Every line of the data that contains the string "long" must be copied.

◆ **TASK MATERIAL**:
------------------------------------------------------------

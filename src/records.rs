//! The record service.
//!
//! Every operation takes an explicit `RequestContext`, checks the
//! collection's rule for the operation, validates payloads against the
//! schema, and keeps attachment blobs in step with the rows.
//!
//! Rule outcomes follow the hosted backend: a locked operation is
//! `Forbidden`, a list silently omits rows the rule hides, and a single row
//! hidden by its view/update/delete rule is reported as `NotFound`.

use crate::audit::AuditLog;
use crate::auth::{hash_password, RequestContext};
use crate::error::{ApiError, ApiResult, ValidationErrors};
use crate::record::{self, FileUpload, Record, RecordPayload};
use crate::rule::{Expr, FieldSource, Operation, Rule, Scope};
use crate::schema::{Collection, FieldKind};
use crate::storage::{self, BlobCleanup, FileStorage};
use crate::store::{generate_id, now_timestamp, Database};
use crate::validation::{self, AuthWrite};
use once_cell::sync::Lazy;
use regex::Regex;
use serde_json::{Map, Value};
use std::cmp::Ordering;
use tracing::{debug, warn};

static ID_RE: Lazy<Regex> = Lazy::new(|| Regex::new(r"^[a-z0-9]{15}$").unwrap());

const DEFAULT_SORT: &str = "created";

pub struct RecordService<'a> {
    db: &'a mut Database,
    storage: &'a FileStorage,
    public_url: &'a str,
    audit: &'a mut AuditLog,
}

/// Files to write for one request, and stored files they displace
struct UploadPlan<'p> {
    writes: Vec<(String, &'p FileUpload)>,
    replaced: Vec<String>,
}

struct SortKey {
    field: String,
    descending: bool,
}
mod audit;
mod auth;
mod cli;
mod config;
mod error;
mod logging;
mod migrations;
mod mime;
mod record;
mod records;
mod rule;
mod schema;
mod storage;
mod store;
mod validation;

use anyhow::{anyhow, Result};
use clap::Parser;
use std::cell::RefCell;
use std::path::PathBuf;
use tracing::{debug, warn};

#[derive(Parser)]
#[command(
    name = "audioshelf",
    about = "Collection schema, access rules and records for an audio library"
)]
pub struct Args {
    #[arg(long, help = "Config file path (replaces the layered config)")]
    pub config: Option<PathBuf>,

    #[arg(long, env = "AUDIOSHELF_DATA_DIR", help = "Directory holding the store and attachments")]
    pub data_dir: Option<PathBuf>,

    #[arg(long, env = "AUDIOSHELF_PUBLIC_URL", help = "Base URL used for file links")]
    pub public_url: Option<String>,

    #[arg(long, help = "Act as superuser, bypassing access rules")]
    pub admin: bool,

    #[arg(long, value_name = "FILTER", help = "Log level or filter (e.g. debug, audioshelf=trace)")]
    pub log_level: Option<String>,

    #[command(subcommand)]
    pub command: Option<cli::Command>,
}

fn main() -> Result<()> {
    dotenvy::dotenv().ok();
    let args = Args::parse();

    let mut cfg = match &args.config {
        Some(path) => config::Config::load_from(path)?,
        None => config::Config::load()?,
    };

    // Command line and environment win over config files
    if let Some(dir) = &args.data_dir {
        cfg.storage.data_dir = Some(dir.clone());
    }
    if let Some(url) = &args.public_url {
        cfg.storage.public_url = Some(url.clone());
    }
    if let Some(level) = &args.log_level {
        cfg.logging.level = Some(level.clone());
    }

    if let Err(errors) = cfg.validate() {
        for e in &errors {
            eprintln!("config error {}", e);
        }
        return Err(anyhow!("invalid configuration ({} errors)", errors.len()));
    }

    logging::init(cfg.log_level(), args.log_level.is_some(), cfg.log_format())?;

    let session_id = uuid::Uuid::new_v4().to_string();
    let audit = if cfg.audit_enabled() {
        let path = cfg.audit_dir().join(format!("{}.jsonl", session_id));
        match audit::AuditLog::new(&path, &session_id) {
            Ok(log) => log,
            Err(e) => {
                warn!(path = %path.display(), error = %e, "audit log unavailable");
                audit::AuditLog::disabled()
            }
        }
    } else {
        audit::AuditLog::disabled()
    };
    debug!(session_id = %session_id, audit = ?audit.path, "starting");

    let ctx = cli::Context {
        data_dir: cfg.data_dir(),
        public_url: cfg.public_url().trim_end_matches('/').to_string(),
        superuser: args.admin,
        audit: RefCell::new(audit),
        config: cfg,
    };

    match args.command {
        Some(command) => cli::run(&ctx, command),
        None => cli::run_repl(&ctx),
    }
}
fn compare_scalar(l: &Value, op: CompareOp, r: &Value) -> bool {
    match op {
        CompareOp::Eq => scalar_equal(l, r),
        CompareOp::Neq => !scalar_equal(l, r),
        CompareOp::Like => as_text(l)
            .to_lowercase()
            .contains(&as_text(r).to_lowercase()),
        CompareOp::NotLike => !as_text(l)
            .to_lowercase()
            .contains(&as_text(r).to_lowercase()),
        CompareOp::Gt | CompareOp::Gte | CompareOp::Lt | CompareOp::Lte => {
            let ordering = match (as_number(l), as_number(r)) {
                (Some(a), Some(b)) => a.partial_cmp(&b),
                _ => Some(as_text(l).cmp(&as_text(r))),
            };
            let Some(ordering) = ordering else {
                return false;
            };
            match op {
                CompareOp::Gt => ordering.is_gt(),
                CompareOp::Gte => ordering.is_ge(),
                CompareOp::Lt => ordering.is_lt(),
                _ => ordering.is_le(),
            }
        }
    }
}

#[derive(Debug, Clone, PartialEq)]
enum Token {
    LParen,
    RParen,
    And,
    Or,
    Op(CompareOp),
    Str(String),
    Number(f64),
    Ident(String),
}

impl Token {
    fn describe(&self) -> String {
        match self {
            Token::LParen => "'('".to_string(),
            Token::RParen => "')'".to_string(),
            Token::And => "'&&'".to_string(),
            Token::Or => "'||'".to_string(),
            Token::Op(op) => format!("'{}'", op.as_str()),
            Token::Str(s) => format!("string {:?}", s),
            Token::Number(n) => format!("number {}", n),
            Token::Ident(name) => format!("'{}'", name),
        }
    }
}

------------------------------------------------------------

◆ **WRITTEN ANSWER**:
    #[arg(long, help = "Config file path (replaces the layered config)")]
    #[arg(long, env = "AUDIOSHELF_DATA_DIR", help = "Directory holding the store and attachments")]
    #[arg(long, env = "AUDIOSHELF_PUBLIC_URL", help = "Base URL used for file links")]
    #[arg(long, help = "Act as superuser, bypassing access rules")]
    #[arg(long, value_name = "FILTER", help = "Log level or filter (e.g. debug, audioshelf=trace)")]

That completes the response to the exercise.